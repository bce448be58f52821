use glam::Vec2;

use crate::agent::Agent;
use crate::brain::ActionVector;
use crate::config;
use crate::environment::Season;
use crate::world::{Obstacle, World};

/// Temperature efficiency is a step function over five bands.
#[derive(Clone, Copy, Debug, PartialEq, Eq)]
pub enum TempBand {
    ColdSevere,
    ColdModerate,
    Optimal,
    HeatModerate,
    HeatSevere,
}

impl TempBand {
    pub fn for_temperature(t: f32) -> Self {
        if t < 0.15 {
            TempBand::ColdSevere
        } else if t < 0.35 {
            TempBand::ColdModerate
        } else if t <= 0.65 {
            TempBand::Optimal
        } else if t <= 0.85 {
            TempBand::HeatModerate
        } else {
            TempBand::HeatSevere
        }
    }

    pub fn movement_efficiency(&self) -> f32 {
        match self {
            TempBand::ColdSevere => 0.55,
            TempBand::ColdModerate => 0.8,
            TempBand::Optimal => 1.0,
            TempBand::HeatModerate => 0.85,
            TempBand::HeatSevere => 0.6,
        }
    }

    pub fn reproduction_mult(&self) -> f32 {
        match self {
            TempBand::ColdSevere => 0.0,
            TempBand::ColdModerate => 0.5,
            TempBand::Optimal => 1.0,
            TempBand::HeatModerate => 0.6,
            TempBand::HeatSevere => 0.1,
        }
    }
}

/// What happened to an agent during collision resolution this frame; the
/// orchestrator turns these into visual-effect events.
#[derive(Clone, Copy, Debug, Default)]
pub struct CollisionReport {
    pub hit_wall: bool,
    pub hit_obstacle: bool,
}

/// Map the raw action vector onto the agent's smoothed control state.
pub fn apply_action(agent: &mut Agent, action: &ActionVector, dt: f32) {
    // Thrust to [-1, 1] with a deadzone, scaled by the heritable factor.
    let mut thrust_target = action.thrust * 2.0 - 1.0;
    if thrust_target.abs() < config::THRUST_DEADZONE {
        thrust_target = 0.0;
    }
    thrust_target *= agent.max_thrust_factor;

    // Asymmetric smoothing: braking and danger respond faster than winding up.
    let braking = thrust_target.abs() < agent.current_thrust.abs()
        || thrust_target * agent.current_thrust < 0.0;
    let in_danger = agent.fear > config::DANGER_FEAR_THRESHOLD;
    let rate = if braking || in_danger {
        config::THRUST_DECEL_RATE
    } else {
        config::THRUST_ACCEL_RATE
    };
    agent.current_thrust += (thrust_target - agent.current_thrust) * (rate * dt).min(1.0);

    // Rotation with momentum; turning authority shrinks as speed approaches max.
    let rotation_target = action.rotation * 2.0 - 1.0;
    let previous_rotation = agent.current_rotation;
    agent.current_rotation = agent.current_rotation * config::ROTATION_MOMENTUM
        + rotation_target * (1.0 - config::ROTATION_MOMENTUM);

    let speed_ratio = (agent.velocity.length() / config::MAX_SPEED).clamp(0.0, 1.0);
    let authority = 1.0 - 0.6 * speed_ratio;
    agent.heading += agent.current_rotation * config::ROTATION_RATE * authority * dt;
    agent.heading = agent.heading.rem_euclid(std::f32::consts::TAU);

    // Reactive direction changes and sustained circling feed the fitness terms.
    if previous_rotation * agent.current_rotation < 0.0 && agent.current_rotation.abs() > 0.2 {
        agent.stats.direction_changes += 1;
    }
    agent.stats.circling_accum += agent.current_rotation * dt;

    // Sprint as a continuous intensity above the threshold.
    agent.sprint_intensity = if action.sprint > config::SPRINT_THRESHOLD {
        (action.sprint - config::SPRINT_THRESHOLD) / (1.0 - config::SPRINT_THRESHOLD)
    } else {
        0.0
    };
}

/// Integrate velocity and position: thrust along heading, drag, speed clamp.
pub fn integrate(agent: &mut Agent, season: Season, world: &World, dt: f32) -> CollisionReport {
    let band = TempBand::for_temperature(agent.temperature);
    let efficiency = band.movement_efficiency();

    let dir = Vec2::from_angle(agent.heading);
    agent.velocity += dir * agent.current_thrust * config::THRUST_POWER * efficiency * dt;

    // Stronger braking friction than cruising dampening.
    let braking = agent.current_thrust.abs() < config::THRUST_DEADZONE;
    let drag = if braking {
        config::DRAG_BRAKING
    } else {
        config::DRAG_NORMAL
    };
    agent.velocity *= (1.0 - drag * dt).max(0.0);

    let mut max_speed = config::MAX_SPEED * efficiency;
    max_speed *= 1.0 + (config::SPRINT_SPEED_MULT - 1.0) * agent.sprint_intensity;
    if agent.fear > agent.aggression {
        max_speed *= config::FEAR_SPEED_BONUS;
    }
    let speed = agent.velocity.length();
    if speed > max_speed {
        agent.velocity *= max_speed / speed;
    }

    agent.prev_pos = agent.pos;
    agent.pos += agent.velocity * dt;

    let step = agent.pos.distance(agent.prev_pos);
    agent.stats.distance_travelled += step;
    agent.stats.speed_variation += (speed - agent.mem_speed * config::MAX_SPEED).abs() * dt;
    agent.stats.frames_since_collision += 1;

    let mut report = CollisionReport::default();
    resolve_wall_collision(agent, world, &mut report);

    // Temperature rises with movement intensity and bleeds off with the season.
    let activity = (speed / config::MAX_SPEED).clamp(0.0, 1.0) + agent.sprint_intensity;
    agent.temperature += config::TEMP_RISE_RATE * activity * dt;
    agent.temperature -= config::TEMP_FALL_RATE * season.temperature_decay_mult() * dt;
    agent.temperature = agent.temperature.clamp(0.0, 1.0);

    report
}

fn resolve_wall_collision(agent: &mut Agent, world: &World, report: &mut CollisionReport) {
    let mut bounced = false;
    if agent.pos.x < 0.0 || agent.pos.x > world.width {
        agent.velocity.x = -agent.velocity.x * config::WALL_BOUNCE_DAMPING;
        bounced = true;
    }
    if agent.pos.y < 0.0 || agent.pos.y > world.height {
        agent.velocity.y = -agent.velocity.y * config::WALL_BOUNCE_DAMPING;
        bounced = true;
    }
    if bounced {
        agent.pos = world.clamp(agent.pos);
        agent.energy -= config::WALL_COLLISION_ENERGY_COST;
        agent.stats.wall_collisions += 1;
        agent.stats.frames_since_collision = 0;
        report.hit_wall = true;
    }
}

/// Elastic-style reflection off obstacles plus penetration separation; the
/// obstacle takes a small reactive nudge.
pub fn resolve_obstacle_collisions(
    agent: &mut Agent,
    obstacles: &mut [Obstacle],
    candidates: &[u32],
    report: &mut CollisionReport,
) {
    for &i in candidates {
        let Some(obstacle) = obstacles.get_mut(i as usize) else {
            continue;
        };
        let delta = agent.pos - obstacle.pos;
        let min_dist = agent.size + obstacle.radius;
        let dist_sq = delta.length_squared();
        if dist_sq >= min_dist * min_dist || dist_sq < 1e-6 {
            continue;
        }

        let dist = dist_sq.sqrt();
        let normal = delta / dist;
        let overlap = min_dist - dist;

        // Separate along the penetration normal to prevent sustained overlap.
        agent.pos += normal * overlap;

        let vn = agent.velocity.dot(normal);
        if vn < 0.0 {
            agent.velocity -= normal * vn * (1.0 + config::BODY_BOUNCE_DAMPING);
        }
        obstacle.velocity -= normal * config::OBSTACLE_NUDGE;

        agent.stats.obstacle_collisions += 1;
        agent.stats.frames_since_collision = 0;
        report.hit_obstacle = true;
    }
}

/// Push two overlapping agents apart and damp their closing velocity.
pub fn resolve_agent_pair(a: &mut Agent, b: &mut Agent) {
    let delta = a.pos - b.pos;
    let min_dist = a.size + b.size;
    let dist_sq = delta.length_squared();
    if dist_sq >= min_dist * min_dist || dist_sq < 1e-6 {
        return;
    }

    let dist = dist_sq.sqrt();
    let normal = delta / dist;
    let push = normal * ((min_dist - dist) * 0.5);
    a.pos += push;
    b.pos -= push;

    let relative = a.velocity - b.velocity;
    let vn = relative.dot(normal);
    if vn < 0.0 {
        let impulse = normal * vn * (0.5 * (1.0 + config::BODY_BOUNCE_DAMPING));
        a.velocity -= impulse;
        b.velocity += impulse;
    }
}

/// Per-frame energy accounting. Death (energy <= 0) is observed by the
/// lifecycle pass, not here.
pub fn account_energy(agent: &mut Agent, dt: f32) {
    let band = TempBand::for_temperature(agent.temperature);
    let size_factor = agent.size / config::MIN_AGENT_SIZE;
    let mut passive = config::PASSIVE_LOSS_RATE * size_factor / band.movement_efficiency();

    let speed = agent.velocity.length();
    let resting =
        speed < config::RESTING_SPEED && agent.current_thrust.abs() < config::THRUST_DEADZONE;
    if resting {
        passive *= config::RESTING_LOSS_FACTOR;
    }

    let movement = (config::MOVEMENT_LOSS_RATE * speed * speed).min(config::MOVEMENT_LOSS_CAP);
    let rotation = config::ROTATION_LOSS_RATE * agent.current_rotation.abs();
    let sprint = config::SPRINT_LOSS_RATE * agent.sprint_intensity;

    let mut loss = (passive + movement + rotation + sprint) * dt;

    let obesity_line = config::OBESITY_THRESHOLD * config::MAX_ENERGY;
    if agent.energy > obesity_line {
        loss += (agent.energy - obesity_line) * config::OBESITY_TAX_RATE * dt;
    }

    if !agent.energy.is_finite() {
        tracing::error!(genome_id = agent.genome_id, "non-finite energy; resetting to zero");
        agent.energy = 0.0;
    }
    agent.energy = (agent.energy - loss).min(config::MAX_ENERGY);
    agent.stats.energy_spent += loss;
    agent.refresh_size();
}

#[cfg(test)]
mod tests {
    use super::*;
    use crate::genome::{Genome, Specialization};
    use glam::vec2;
    use rand::SeedableRng;
    use rand_chacha::ChaCha8Rng;

    fn test_agent(pos: Vec2) -> Agent {
        let mut rng = ChaCha8Rng::seed_from_u64(4);
        let genome = Genome::random(1, Specialization::Forager, &mut rng);
        Agent::from_genome(&genome, pos, 0)
    }

    #[test]
    fn temperature_bands_step_as_expected() {
        assert_eq!(TempBand::for_temperature(0.05), TempBand::ColdSevere);
        assert_eq!(TempBand::for_temperature(0.25), TempBand::ColdModerate);
        assert_eq!(TempBand::for_temperature(0.5), TempBand::Optimal);
        assert_eq!(TempBand::for_temperature(0.75), TempBand::HeatModerate);
        assert_eq!(TempBand::for_temperature(0.95), TempBand::HeatSevere);
        assert_eq!(TempBand::Optimal.movement_efficiency(), 1.0);
        assert_eq!(TempBand::ColdSevere.reproduction_mult(), 0.0);
    }

    #[test]
    fn thrust_deadzone_zeroes_small_commands() {
        let mut agent = test_agent(vec2(100.0, 100.0));
        let action = ActionVector {
            thrust: 0.52, // maps to 0.04, inside the deadzone
            ..Default::default()
        };
        for _ in 0..60 {
            apply_action(&mut agent, &action, config::FIXED_DT);
        }
        assert!(agent.current_thrust.abs() < 1e-3);
    }

    #[test]
    fn sprint_intensity_is_continuous_above_threshold() {
        let mut agent = test_agent(vec2(0.0, 0.0));
        apply_action(
            &mut agent,
            &ActionVector { sprint: config::SPRINT_THRESHOLD - 0.05, ..Default::default() },
            config::FIXED_DT,
        );
        assert_eq!(agent.sprint_intensity, 0.0);

        apply_action(
            &mut agent,
            &ActionVector { sprint: 1.0, ..Default::default() },
            config::FIXED_DT,
        );
        assert!((agent.sprint_intensity - 1.0).abs() < 1e-5);
    }

    #[test]
    fn wall_bounce_reflects_and_charges_energy() {
        let world = World::new(200.0, 200.0);
        let mut agent = test_agent(vec2(199.0, 100.0));
        agent.velocity = vec2(120.0, 0.0);
        agent.current_thrust = 1.0;
        let energy_before = agent.energy;

        let mut report = CollisionReport::default();
        for _ in 0..10 {
            agent.prev_pos = agent.pos;
            agent.pos += agent.velocity * config::FIXED_DT;
            resolve_wall_collision(&mut agent, &world, &mut report);
        }

        assert!(report.hit_wall);
        assert!(agent.velocity.x <= 0.0);
        assert!(agent.pos.x <= world.width);
        assert!(agent.energy < energy_before);
        assert!(agent.stats.wall_collisions >= 1);
    }

    #[test]
    fn obstacle_collision_separates_and_nudges() {
        let mut agent = test_agent(vec2(100.0, 100.0));
        agent.velocity = vec2(-50.0, 0.0);
        let mut obstacles = vec![Obstacle::new(vec2(90.0, 100.0), 20.0)];

        let mut report = CollisionReport::default();
        resolve_obstacle_collisions(&mut agent, &mut obstacles, &[0], &mut report);

        assert!(report.hit_obstacle);
        let dist = agent.pos.distance(obstacles[0].pos);
        assert!(dist >= agent.size + obstacles[0].radius - 1e-3);
        assert!(obstacles[0].velocity.length() > 0.0);
        assert!(agent.velocity.x > -50.0, "closing velocity should be reflected");
    }

    #[test]
    fn agent_pair_resolution_removes_overlap() {
        let mut a = test_agent(vec2(100.0, 100.0));
        let mut b = test_agent(vec2(102.0, 100.0));
        resolve_agent_pair(&mut a, &mut b);
        assert!(a.pos.distance(b.pos) >= a.size + b.size - 1e-3);
    }

    #[test]
    fn resting_agents_pay_less_than_movers() {
        let mut resting = test_agent(vec2(0.0, 0.0));
        let mut moving = test_agent(vec2(0.0, 0.0));
        moving.velocity = vec2(100.0, 0.0);
        moving.current_thrust = 1.0;

        account_energy(&mut resting, config::FIXED_DT);
        account_energy(&mut moving, config::FIXED_DT);

        assert!(resting.energy > moving.energy);
    }

    #[test]
    fn non_finite_energy_is_sanitized() {
        let mut agent = test_agent(vec2(0.0, 0.0));
        agent.energy = f32::NAN;
        account_energy(&mut agent, config::FIXED_DT);
        assert!(agent.energy <= 0.0);
        assert!(agent.energy.is_finite());
    }

    #[test]
    fn size_tracks_energy_after_accounting() {
        let mut agent = test_agent(vec2(0.0, 0.0));
        let size_before = agent.size;
        agent.velocity = vec2(120.0, 0.0);
        agent.sprint_intensity = 1.0;
        for _ in 0..600 {
            account_energy(&mut agent, config::FIXED_DT);
        }
        assert!(agent.size < size_before);
        assert!(agent.size >= config::MIN_AGENT_SIZE);
    }
}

*****

§ **TO DO**
Each line above from the one with "their closing velocity." up to and including the one with "if agent.energy >" must be set down exactly, and no line outside that span may appear.

§ **TASK SOLUTION**
/// Push two overlapping agents apart and damp their closing velocity.
pub fn resolve_agent_pair(a: &mut Agent, b: &mut Agent) {
    let delta = a.pos - b.pos;
    let min_dist = a.size + b.size;
    let dist_sq = delta.length_squared();
    if dist_sq >= min_dist * min_dist || dist_sq < 1e-6 {
        return;
    }

    let dist = dist_sq.sqrt();
    let normal = delta / dist;
    let push = normal * ((min_dist - dist) * 0.5);
    a.pos += push;
    b.pos -= push;

    let relative = a.velocity - b.velocity;
    let vn = relative.dot(normal);
    if vn < 0.0 {
        let impulse = normal * vn * (0.5 * (1.0 + config::BODY_BOUNCE_DAMPING));
        a.velocity -= impulse;
        b.velocity += impulse;
    }
}

/// Per-frame energy accounting. Death (energy <= 0) is observed by the
/// lifecycle pass, not here.
pub fn account_energy(agent: &mut Agent, dt: f32) {
    let band = TempBand::for_temperature(agent.temperature);
    let size_factor = agent.size / config::MIN_AGENT_SIZE;
    let mut passive = config::PASSIVE_LOSS_RATE * size_factor / band.movement_efficiency();

    let speed = agent.velocity.length();
    let resting =
        speed < config::RESTING_SPEED && agent.current_thrust.abs() < config::THRUST_DEADZONE;
    if resting {
        passive *= config::RESTING_LOSS_FACTOR;
    }

    let movement = (config::MOVEMENT_LOSS_RATE * speed * speed).min(config::MOVEMENT_LOSS_CAP);
    let rotation = config::ROTATION_LOSS_RATE * agent.current_rotation.abs();
    let sprint = config::SPRINT_LOSS_RATE * agent.sprint_intensity;

    let mut loss = (passive + movement + rotation + sprint) * dt;

    let obesity_line = config::OBESITY_THRESHOLD * config::MAX_ENERGY;
    if agent.energy > obesity_line {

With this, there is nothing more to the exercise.